If they implement something with a not-so-great approach, they'll keep adding workarounds or redundant code every time they run into limitations later.
If you tell them the code is slow, they'll try to add optimized fast paths (more code), specialized routines (more code), custom data structures (even more code). And then add fractally more code to patch up all the problems that code has created.
If you complain it's buggy, you can have 10 bespoke tests for every bug. Plus a new mocking framework created every time the last one turns out to be unfit for purpose.
If you ask to unify the duplication, it'll say "No problem, here's a brand new metamock abstract adapter framework that has a superset of all feature sets, plus two new metamock drivers for the older and the newer code! Let me know if you want me to write tests for the new adapters."
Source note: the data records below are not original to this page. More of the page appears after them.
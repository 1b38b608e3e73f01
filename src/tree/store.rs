//! Node storage for the mirrored tree.
//!
//! This module provides `TreeStore`, an arena of [`TreeNode`]s keyed by
//! [`NodeHandle`]. Parents own their children through the `children` list;
//! the `parent` link is only used for ancestry walks.

use crate::error::TreeError;
use crate::namespace::{
    AbsoluteId, ChildEntry, EntryKind, ItemComponent, NamespaceItemId, NamespaceProvider,
    WatchHandle,
};
use crate::tree::node::{NodeHandle, TreeNode};
use std::collections::HashMap;

/// A node erased by [`TreeStore::remove`], with the watch it held.
#[derive(Debug, Clone, Copy, PartialEq, Eq)]
pub struct RemovedNode {
    /// Handle of the erased node.
    pub handle: NodeHandle,
    /// The watch the node held, which the caller must stop.
    pub watch: Option<WatchHandle>,
}

/// Statistics about the tree.
#[derive(Debug, Default, Clone)]
pub struct TreeStats {
    /// Total nodes added since creation.
    pub total_adds: u64,
    /// Total nodes removed since creation.
    pub total_removes: u64,
    /// Total renames applied.
    pub total_renames: u64,
}

/// Owner of every node in the tree.
#[derive(Debug, Default)]
pub struct TreeStore {
    nodes: HashMap<NodeHandle, TreeNode>,
    roots: Vec<NodeHandle>,
    next_handle: u64,
    stats: TreeStats,
}

impl TreeStore {
    /// Create an empty store.
    pub fn new() -> Self {
        Self::default()
    }

    /// Number of live nodes.
    pub fn len(&self) -> usize {
        self.nodes.len()
    }

    /// Check if the tree is empty.
    pub fn is_empty(&self) -> bool {
        self.nodes.is_empty()
    }

    /// Get the current statistics.
    pub fn stats(&self) -> &TreeStats {
        &self.stats
    }

    /// Whether `handle` is still part of the tree.
    pub fn contains(&self, handle: NodeHandle) -> bool {
        self.nodes.contains_key(&handle)
    }

    /// Look up a node.
    pub fn get(&self, handle: NodeHandle) -> Option<&TreeNode> {
        self.nodes.get(&handle)
    }

    pub(crate) fn get_mut(&mut self, handle: NodeHandle) -> Option<&mut TreeNode> {
        self.nodes.get_mut(&handle)
    }

    pub(crate) fn node_mut(&mut self, handle: NodeHandle) -> Result<&mut TreeNode, TreeError> {
        self.nodes
            .get_mut(&handle)
            .ok_or(TreeError::StaleHandle(handle))
    }

    /// Root nodes in insertion order.
    pub fn roots(&self) -> &[NodeHandle] {
        &self.roots
    }

    /// Children of `handle` in display order; empty for unknown handles.
    pub fn children(&self, handle: NodeHandle) -> &[NodeHandle] {
        self.nodes
            .get(&handle)
            .map(|node| node.children.as_slice())
            .unwrap_or(&[])
    }

    /// All live handles, in no particular order.
    pub fn handles(&self) -> impl Iterator<Item = NodeHandle> + '_ {
        self.nodes.keys().copied()
    }

    /// Create a root node for `id`.
    ///
    /// Fails if the provider cannot resolve `id`.
    pub fn add_root(
        &mut self,
        provider: &dyn NamespaceProvider,
        id: AbsoluteId,
    ) -> Result<NodeHandle, TreeError> {
        let display_name = provider.resolve_display_name(&id)?;
        let kind = if id.is_root() {
            EntryKind::Drive
        } else {
            EntryKind::FileSystem
        };

        let handle = self.allocate();
        self.nodes.insert(
            handle,
            TreeNode::new(handle, NamespaceItemId::Absolute(id), display_name, kind, None),
        );
        self.roots.push(handle);
        self.stats.total_adds += 1;
        Ok(handle)
    }

    /// Insert a child of `parent` at position `insert_at` (clamped to the
    /// number of existing children).
    pub fn add_child(
        &mut self,
        parent: NodeHandle,
        entry: &ChildEntry,
        insert_at: usize,
    ) -> Result<NodeHandle, TreeError> {
        if !self.nodes.contains_key(&parent) {
            return Err(TreeError::StaleHandle(parent));
        }

        let handle = self.allocate();
        let node = TreeNode::new(
            handle,
            NamespaceItemId::Relative(entry.id.clone()),
            entry.display_name.clone(),
            entry.kind,
            Some(parent),
        );
        self.nodes.insert(handle, node);

        let parent_node = self.node_mut(parent)?;
        let index = insert_at.min(parent_node.children.len());
        parent_node.children.insert(index, handle);

        self.stats.total_adds += 1;
        Ok(handle)
    }

    /// Remove `handle` and its whole subtree.
    ///
    /// Descendants are erased before their ancestors. Returns every erased
    /// node (descendants first, `handle` last) with the watch it held; empty
    /// if `handle` is not in the tree.
    pub fn remove(&mut self, handle: NodeHandle) -> Vec<RemovedNode> {
        let Some(parent) = self.nodes.get(&handle).map(|node| node.parent) else {
            return Vec::new();
        };

        match parent {
            Some(parent) => {
                if let Some(parent_node) = self.nodes.get_mut(&parent) {
                    parent_node.children.retain(|child| *child != handle);
                }
            }
            None => self.roots.retain(|root| *root != handle),
        }

        let order = self.post_order(handle);
        let mut removed = Vec::with_capacity(order.len());
        for current in order {
            if let Some(node) = self.nodes.remove(&current) {
                removed.push(RemovedNode {
                    handle: current,
                    watch: node.watch,
                });
                self.stats.total_removes += 1;
            }
        }
        removed
    }

    /// Derive the full identifier of `handle` by walking to its root.
    pub fn resolve(&self, handle: NodeHandle) -> Result<AbsoluteId, TreeError> {
        let mut chain: Vec<&ItemComponent> = Vec::new();
        let mut current = handle;

        loop {
            let node = self
                .nodes
                .get(&current)
                .ok_or(TreeError::StaleHandle(current))?;

            match (&node.id, node.parent) {
                (NamespaceItemId::Absolute(root), _) => {
                    let mut id = root.clone();
                    for component in chain.into_iter().rev() {
                        id = id.join(component.clone());
                    }
                    return Ok(id);
                }
                (NamespaceItemId::Relative(component), Some(parent)) => {
                    chain.push(component);
                    current = parent;
                }
                (NamespaceItemId::Relative(_), None) => {
                    return Err(TreeError::StaleHandle(current));
                }
            }
        }
    }

    /// Find the node for `id` without expanding anything.
    ///
    /// Searches below `root_hint` when given, otherwise below every root.
    pub fn find_by_identifier(
        &self,
        provider: &dyn NamespaceProvider,
        root_hint: Option<NodeHandle>,
        id: &AbsoluteId,
    ) -> Option<NodeHandle> {
        let candidates: Vec<NodeHandle> = match root_hint {
            Some(hint) => vec![hint],
            None => self.roots.clone(),
        };

        candidates.into_iter().find_map(|start| {
            let start_id = self.resolve(start).ok()?;
            let rest = id.strip_prefix(&start_id, |a, b| provider.same_component(a, b))?;
            rest.iter().try_fold(start, |current, component| {
                self.find_child(provider, current, component.as_str())
            })
        })
    }

    /// Find the direct child of `parent` named `component`.
    pub fn find_child(
        &self,
        provider: &dyn NamespaceProvider,
        parent: NodeHandle,
        component: &str,
    ) -> Option<NodeHandle> {
        self.children(parent).iter().copied().find(|child| {
            self.nodes
                .get(child)
                .is_some_and(|node| provider.same_component(node.match_token(), component))
        })
    }

    /// Replace a node's own identifier and display name. Descendants are untouched.
    pub fn rename(
        &mut self,
        handle: NodeHandle,
        id: NamespaceItemId,
        display_name: String,
    ) -> Result<(), TreeError> {
        let node = self.node_mut(handle)?;
        node.id = id;
        node.display_name = display_name;
        self.stats.total_renames += 1;
        Ok(())
    }

    /// Position of `handle` among its siblings (or among the roots).
    pub fn index_in_parent(&self, handle: NodeHandle) -> Option<usize> {
        let node = self.nodes.get(&handle)?;
        let siblings = match node.parent {
            Some(parent) => self.children(parent),
            None => &self.roots,
        };
        siblings.iter().position(|sibling| *sibling == handle)
    }

    /// Move `handle` to `index` among its siblings, where `index` counts
    /// siblings with `handle` already taken out. Returns the final index.
    pub fn reposition(&mut self, handle: NodeHandle, index: usize) -> Result<usize, TreeError> {
        let parent = self
            .nodes
            .get(&handle)
            .ok_or(TreeError::StaleHandle(handle))?
            .parent;

        let siblings = match parent {
            Some(parent) => &mut self.node_mut(parent)?.children,
            None => &mut self.roots,
        };
        siblings.retain(|sibling| *sibling != handle);
        let index = index.min(siblings.len());
        siblings.insert(index, handle);
        Ok(index)
    }

    /// Get a summary of the tree for debugging.
    pub fn debug_summary(&self) -> String {
        format!(
            "TreeStore: {} nodes, {} roots, {} watched, stats: {:?}",
            self.nodes.len(),
            self.roots.len(),
            self.nodes.values().filter(|node| node.watch.is_some()).count(),
            self.stats
        )
    }

    fn allocate(&mut self) -> NodeHandle {
        self.next_handle += 1;
        NodeHandle(self.next_handle)
    }

    fn post_order(&self, handle: NodeHandle) -> Vec<NodeHandle> {
        let mut order = Vec::new();
        let mut stack = vec![(handle, false)];

        while let Some((current, visited)) = stack.pop() {
            if visited {
                order.push(current);
                continue;
            }
            stack.push((current, true));
            for child in self.children(current).iter().rev() {
                stack.push((*child, false));
            }
        }
        order
    }
}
But I can see the carnage with offshoring+LLM, or "most employees", including so call software engineer + LLM.
LLM code is still mostly absurdly bad, unless you tell it in painstaking detail what to do and what to avoid, and never ask it to do a bigger job at a time than a single function or very small class.
Edit: I'll admit though that the detailed explanation is often still much less work than typing everything yourself. But it is a showstopper for autonomous "agentic coding".
This is hyperbolic, but the general sentiment is accurate enough, at least for now. I've noticed a bimodal distribution of quality when using these tools. The people who approach the LLM from the lens of a combo architect & PM, do all the leg work, set up the guard rails, define the acceptance criteria, these are the people who get great results. The people who walk up and say "sudo make me a sandwich" do not.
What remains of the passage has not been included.